== EXERCISE REQUIREMENTS ==
Repeat exactly the lines from the start of the entries below through the line containing "if config.observability.metrics_enabled". Omit the rest.

[Stored data]
****************

//! Configuration validation.
//!
//! # Responsibilities
//! - Semantic validation (serde handles syntactic)
//! - Validate value ranges (timeouts > 0, body limit > 0)
//! - Check addresses parse and log levels are known
//!
//! # Design Decisions
//! - Returns all validation errors, not just first
//! - Validation is pure function: ServerConfig → Result<(), Vec<ValidationError>>
//! - Runs before config is accepted into the system

use std::net::SocketAddr;

use thiserror::Error;

use crate::config::schema::ServerConfig;

const LOG_LEVELS: [&str; 5] = ["trace", "debug", "info", "warn", "error"];

/// A single semantic problem in a configuration.
#[derive(Debug, Clone, PartialEq, Eq, Error)]
pub enum ValidationError {
    #[error("{field}: invalid socket address {value:?}")]
    InvalidAddress { field: &'static str, value: String },

    #[error("{field}: must be greater than zero")]
    Zero { field: &'static str },

    #[error("observability.log_level: unknown level {0:?}")]
    UnknownLogLevel(String),
}

/// Check a configuration, collecting every problem found.
pub fn validate_config(config: &ServerConfig) -> Result<(), Vec<ValidationError>> {
    let mut errors = Vec::new();

    if config.listener.bind_address.parse::<SocketAddr>().is_err() {
        errors.push(ValidationError::InvalidAddress {
            field: "listener.bind_address",
            value: config.listener.bind_address.clone(),
        });
    }

    if config.limits.max_body_size == 0 {
        errors.push(ValidationError::Zero {
            field: "limits.max_body_size",
        });
    }

    if config.timeouts.request_secs == 0 {
        errors.push(ValidationError::Zero {
            field: "timeouts.request_secs",
        });
    }

    if !LOG_LEVELS.contains(&config.observability.log_level.to_ascii_lowercase().as_str()) {
        errors.push(ValidationError::UnknownLogLevel(
            config.observability.log_level.clone(),
        ));
    }

    if config.observability.metrics_enabled
        && config.observability.metrics_address.parse::<SocketAddr>().is_err()
    {
        errors.push(ValidationError::InvalidAddress {
            field: "observability.metrics_address",
            value: config.observability.metrics_address.clone(),
        });
    }

    if errors.is_empty() {
        Ok(())
    } else {
        Err(errors)
    }
}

****************

== ANSWER FOR THIS EXERCISE ==
//! Configuration validation.
//!
//! # Responsibilities
//! - Semantic validation (serde handles syntactic)
//! - Validate value ranges (timeouts > 0, body limit > 0)
//! - Check addresses parse and log levels are known
//!
//! # Design Decisions
//! - Returns all validation errors, not just first
//! - Validation is pure function: ServerConfig → Result<(), Vec<ValidationError>>
//! - Runs before config is accepted into the system

use std::net::SocketAddr;

use thiserror::Error;

use crate::config::schema::ServerConfig;

const LOG_LEVELS: [&str; 5] = ["trace", "debug", "info", "warn", "error"];

/// A single semantic problem in a configuration.
#[derive(Debug, Clone, PartialEq, Eq, Error)]
pub enum ValidationError {
    #[error("{field}: invalid socket address {value:?}")]
    InvalidAddress { field: &'static str, value: String },

    #[error("{field}: must be greater than zero")]
    Zero { field: &'static str },

    #[error("observability.log_level: unknown level {0:?}")]
    UnknownLogLevel(String),
}

/// Check a configuration, collecting every problem found.
pub fn validate_config(config: &ServerConfig) -> Result<(), Vec<ValidationError>> {
    let mut errors = Vec::new();

    if config.listener.bind_address.parse::<SocketAddr>().is_err() {
        errors.push(ValidationError::InvalidAddress {
            field: "listener.bind_address",
            value: config.listener.bind_address.clone(),
        });
    }

    if config.limits.max_body_size == 0 {
        errors.push(ValidationError::Zero {
            field: "limits.max_body_size",
        });
    }

    if config.timeouts.request_secs == 0 {
        errors.push(ValidationError::Zero {
            field: "timeouts.request_secs",
        });
    }

    if !LOG_LEVELS.contains(&config.observability.log_level.to_ascii_lowercase().as_str()) {
        errors.push(ValidationError::UnknownLogLevel(
            config.observability.log_level.clone(),
        ));
    }

    if config.observability.metrics_enabled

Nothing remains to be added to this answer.